Colin McAdam: Fall
There’ve been enough books about teenagers in boarding schools at this point for the subject to get its own genre label. By putting the natural tensions of high school into an even more claustrophobic environment, writers can generate endless possibilities—say, the examination of the relationship between two roommates, one athletic, one more intellectually inclined. Or a look at how young people try to be adults when confronted with an excess of rules, but a lack of direct influence. Colin McAdam’s latest novel, Fall, does its fair best to tackle both subjects, with an additional look at the difference between romance and obsession. His story starts strong but loses its way at the midpoint, falling back on clichés and technique to cover for a lack of imagination.
Noel and Julius make an odd pair. Both are sons of ambassadors, and both are seniors at a prestigious Canadian boarding school, but while Julius is popular, easygoing, and not much prone to introspection, Noel is an outcast, due partly to a lazy eye, but mostly to his own detached, off-putting manner. The two are thrown into close contact when they’re made to share a room in their last year of school. The living arrangement gives Julius a chance to make friends, and it gives Noel a chance to get closer to the one thing he and Julius have in common: Fall, Julius’ girlfriend and the object of Noel’s longtime obsession. Things start off well, with Noel running notes between the two after a disciplinary problem sidelines Julius, but tensions arise when Noel tries to make certain assumptions a reality.
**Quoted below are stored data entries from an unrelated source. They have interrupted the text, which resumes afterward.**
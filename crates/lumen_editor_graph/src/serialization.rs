// SPDX-License-Identifier: MIT OR Apache-2.0
//! The stable persisted graph format.
//!
//! Only layout survives serialization here — node positions, frames and the
//! camera. Node content is serialized by the hosting application through
//! its own adapters; the `blockId` values tie the two documents together.
//! Field names are part of the wire contract and must not change.

use crate::canvas::GraphCanvas;
use crate::events::LogEntry;
use crate::frame::Frame;
use crate::id::{FrameId, NodeId};
use crate::node::Node;
use egui::{Pos2, Rect, Vec2};
use serde::{Deserialize, Serialize};
use std::collections::BTreeMap;

/// Position entry for one node
#[derive(Debug, Clone, PartialEq, Serialize, Deserialize)]
pub struct NodeLocation {
    /// Id of the node this entry positions
    #[serde(rename = "blockId")]
    pub block_id: u64,
    /// Position
    pub x: f32,
    /// Position
    pub y: f32,
    /// Collapsed flag
    #[serde(rename = "isCollapsed")]
    pub is_collapsed: bool,
}

/// Persisted form of one frame
#[derive(Debug, Clone, PartialEq, Serialize, Deserialize)]
pub struct FrameData {
    /// Bounds origin
    pub x: f32,
    /// Bounds origin
    pub y: f32,
    /// Bounds size
    pub width: f32,
    /// Bounds size
    pub height: f32,
    /// Header tint
    pub color: [u8; 3],
    /// Title
    pub name: String,
    /// Collapsed flag
    #[serde(rename = "isCollapsed")]
    pub is_collapsed: bool,
    /// Ids of enclosed nodes
    pub blocks: Vec<u64>,
    /// Comment text
    pub comments: String,
}

/// The persisted graph document.
#[derive(Debug, Clone, PartialEq, Serialize, Deserialize)]
pub struct GraphSnapshot {
    /// Node positions, sorted by `blockId`
    pub locations: Vec<NodeLocation>,
    /// Frames, in creation order
    pub frames: Vec<FrameData>,
    /// Camera pan
    pub x: f32,
    /// Camera pan
    pub y: f32,
    /// Camera zoom
    pub zoom: f32,
    /// Old-id → new-id table produced by a frame import
    #[serde(skip_serializing_if = "Option::is_none")]
    pub map: Option<BTreeMap<u64, u64>>,
}

/// Export the canvas layout as a snapshot document.
///
/// Deterministic: locations are sorted by id, so exporting an unchanged
/// graph twice yields byte-identical JSON.
pub fn export_snapshot(canvas: &GraphCanvas) -> GraphSnapshot {
    let mut locations: Vec<NodeLocation> = canvas
        .nodes()
        .map(|n| NodeLocation {
            block_id: n.id.raw(),
            x: n.position.x,
            y: n.position.y,
            is_collapsed: n.collapsed,
        })
        .collect();
    locations.sort_by_key(|l| l.block_id);

    let frames = canvas
        .frames()
        .map(|f| {
            let bounds = f.expanded_bounds.unwrap_or(f.bounds);
            FrameData {
                x: bounds.min.x,
                y: bounds.min.y,
                width: bounds.width(),
                height: bounds.height(),
                color: f.color,
                name: f.name.clone(),
                is_collapsed: f.collapsed,
                blocks: f.nodes.iter().map(|id| id.raw()).collect(),
                comments: f.comments.clone(),
            }
        })
        .collect();

    GraphSnapshot {
        locations,
        frames,
        x: canvas.camera.offset.x,
        y: canvas.camera.offset.y,
        zoom: canvas.camera.zoom,
        map: None,
    }
}

/// Apply a snapshot to a canvas whose nodes were already recreated by the
/// host (ids matching the snapshot's `blockId`s).
///
/// Entries referencing unknown ids are skipped with a diagnostic on the
/// log channel; loading continues for the remainder.
pub fn apply_snapshot(canvas: &mut GraphCanvas, snapshot: &GraphSnapshot) {
    for location in &snapshot.locations {
        let node_id = NodeId(location.block_id);
        match canvas.node_mut(node_id) {
            Some(node) => {
                node.position = Pos2::new(location.x, location.y);
                node.collapsed = location.is_collapsed;
            }
            None => {
                let message =
                    format!("Snapshot references unknown node {}, skipped", location.block_id);
                tracing::warn!("{message}");
                canvas.events.on_log.notify(&LogEntry::warning(message));
            }
        }
    }

    for data in &snapshot.frames {
        let bounds = Rect::from_min_size(
            Pos2::new(data.x, data.y),
            Vec2::new(data.width, data.height),
        );
        let mut frame = Frame::new(data.name.clone(), bounds);
        frame.color = data.color;
        frame.comments = data.comments.clone();
        let frame_id = canvas.add_frame(frame);

        for raw in &data.blocks {
            let node_id = NodeId(*raw);
            if canvas.node(node_id).is_some() {
                canvas.enclose_node(frame_id, node_id);
            } else {
                let message =
                    format!("Frame '{}' references unknown node {raw}, skipped", data.name);
                tracing::warn!("{message}");
                canvas.events.on_log.notify(&LogEntry::warning(message));
            }
        }
        if data.is_collapsed {
            canvas.collapse_frame(frame_id);
        }
    }

    canvas.camera.offset = Vec2::new(snapshot.x, snapshot.y);
    canvas.camera.zoom = snapshot.zoom;
    canvas.events.on_rebuild_required.notify(&());
}

/// Import a frame exported from another graph.
///
/// Every contained node gets a fresh id; `build_node` turns an old id into
/// a node (content reconstruction is the caller's job — the core never
/// owns content payloads). Returns the old→new remap table so the caller
/// can fix up references living outside the core's ownership.
pub fn import_frame(
    canvas: &mut GraphCanvas,
    data: &FrameData,
    locations: &[NodeLocation],
    mut build_node: impl FnMut(u64) -> Option<Node>,
) -> (FrameId, BTreeMap<u64, u64>) {
    let mut remap = BTreeMap::new();

    let bounds = Rect::from_min_size(
        Pos2::new(data.x, data.y),
        Vec2::new(data.width, data.height),
    );
    let mut frame = Frame::new(data.name.clone(), bounds);
    frame.color = data.color;
    frame.comments = data.comments.clone();
    let frame_id = canvas.add_frame(frame);

    for old_id in &data.blocks {
        let Some(mut node) = build_node(*old_id) else {
            let message = format!("Frame import skipped unknown node {old_id}");
            tracing::warn!("{message}");
            canvas.events.on_log.notify(&LogEntry::warning(message));
            continue;
        };
        if let Some(location) = locations.iter().find(|l| l.block_id == *old_id) {
            node.position = Pos2::new(location.x, location.y);
            node.collapsed = location.is_collapsed;
        }
        let new_id = canvas.add_node(node);
        remap.insert(*old_id, new_id.raw());
        canvas.enclose_node(frame_id, new_id);
    }

    if data.is_collapsed {
        canvas.collapse_frame(frame_id);
    }
    (frame_id, remap)
}

#[cfg(test)]
mod tests {
    use super::*;
    use crate::kinds::{self, FloatValue};
    use crate::registry::EditorRegistries;

    fn registries() -> EditorRegistries {
        let mut registries = EditorRegistries::new();
        kinds::register_standard_kinds(&mut registries);
        registries
    }

    fn sample_canvas() -> GraphCanvas {
        let mut canvas = GraphCanvas::new();
        let a = canvas.add_node(Node::new(Box::new(FloatValue::default())).with_position(0.0, 0.0));
        let b =
            canvas.add_node(Node::new(Box::new(FloatValue::default())).with_position(200.0, 60.0));
        canvas.selection.nodes.insert(a);
        canvas.selection.nodes.insert(b);
        canvas.create_frame_around_selection("Group");
        canvas.camera.offset = Vec2::new(15.0, -30.0);
        canvas.camera.zoom = 1.5;
        canvas
    }

    #[test]
    fn test_export_import_export_is_byte_identical() {
        let canvas = sample_canvas();
        let first = export_snapshot(&canvas);
        let json = serde_json::to_string(&first).expect("serialize");
        let parsed: GraphSnapshot = serde_json::from_str(&json).expect("deserialize");
        let json_again = serde_json::to_string(&parsed).expect("serialize again");
        assert_eq!(json, json_again);
        assert_eq!(first, parsed);
    }

    #[test]
    fn test_wire_field_names_are_stable() {
        let canvas = sample_canvas();
        let json =
            serde_json::to_value(export_snapshot(&canvas)).expect("serialize");
        let location = &json["locations"][0];
        assert!(location.get("blockId").is_some());
        assert!(location.get("isCollapsed").is_some());
        let frame = &json["frames"][0];
        assert!(frame.get("blocks").is_some());
        assert!(frame.get("isCollapsed").is_some());
        assert!(json.get("zoom").is_some());
        // Absent remap table is omitted entirely.
        assert!(json.get("map").is_none());
    }

    #[test]
    fn test_unknown_block_id_is_skipped_not_fatal() {
        let mut canvas = GraphCanvas::new();
        let kept =
            canvas.add_node(Node::new(Box::new(FloatValue::default())).with_position(1.0, 2.0));

        let skipped = std::rc::Rc::new(std::cell::Cell::new(0));
        let skipped_obs = std::rc::Rc::clone(&skipped);
        canvas
            .events
            .on_log
            .add(move |_| skipped_obs.set(skipped_obs.get() + 1));

        let snapshot = GraphSnapshot {
            locations: vec![
                NodeLocation {
                    block_id: kept.raw(),
                    x: 50.0,
                    y: 60.0,
                    is_collapsed: false,
                },
                NodeLocation {
                    block_id: 999_999,
                    x: 0.0,
                    y: 0.0,
                    is_collapsed: false,
                },
            ],
            frames: Vec::new(),
            x: 0.0,
            y: 0.0,
            zoom: 1.0,
            map: None,
        };
        apply_snapshot(&mut canvas, &snapshot);

        assert_eq!(canvas.node(kept).map(|n| n.position), Some(Pos2::new(50.0, 60.0)));
        assert_eq!(skipped.get(), 1);
    }

    #[test]
    fn test_frame_import_remaps_every_node() {
        let registries = registries();
        let mut canvas = GraphCanvas::new();

        let data = FrameData {
            x: 0.0,
            y: 0.0,
            width: 400.0,
            height: 300.0,
            color: [10, 20, 30],
            name: "Imported".to_string(),
            is_collapsed: false,
            blocks: vec![7, 8],
            comments: String::new(),
        };
        let locations = vec![
            NodeLocation {
                block_id: 7,
                x: 40.0,
                y: 40.0,
                is_collapsed: false,
            },
            NodeLocation {
                block_id: 8,
                x: 40.0,
                y: 140.0,
                is_collapsed: true,
            },
        ];

        let (frame_id, remap) = import_frame(&mut canvas, &data, &locations, |old_id| {
            registries
                .types
                .create("FloatValue")
                .map(|content| {
                    let _ = old_id; // content payload lookup is the host's job
                    Node::new(content)
                })
        });

        assert_eq!(remap.len(), 2);
        // Fresh ids, never the originals.
        assert!(remap.values().all(|new| *new != 7 && *new != 8));
        let frame = canvas.frame(frame_id).expect("frame imported");
        assert_eq!(frame.nodes.len(), 2);
        for new_id in remap.values() {
            assert!(canvas.node(NodeId(*new_id)).is_some());
        }
        let collapsed_node = canvas.node(NodeId(remap[&8])).expect("node");
        assert!(collapsed_node.collapsed);
    }
}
Fall is written in first-person, generally switching between its two leads; Noel’s narration is measured and often icily clinical, while Julius’ comes in short, excitable bursts. McAdam’s mastery of both voices is impressive, but while Noel’s commentary, and the distance between that commentary and actual events, is intriguing, Julius’s babble eventually loses its novelty. His good-natured enthusiasm is heartbreaking, but once the point is made, it loses its import on repetition. McAdam makes the most out of the potential for disaster that lurks behind the book’s opening half, but once things take a turn for the worst, the narrative loses a lot of steam. It’s a familiar tale, distinctly told, but without much reason for the re-telling.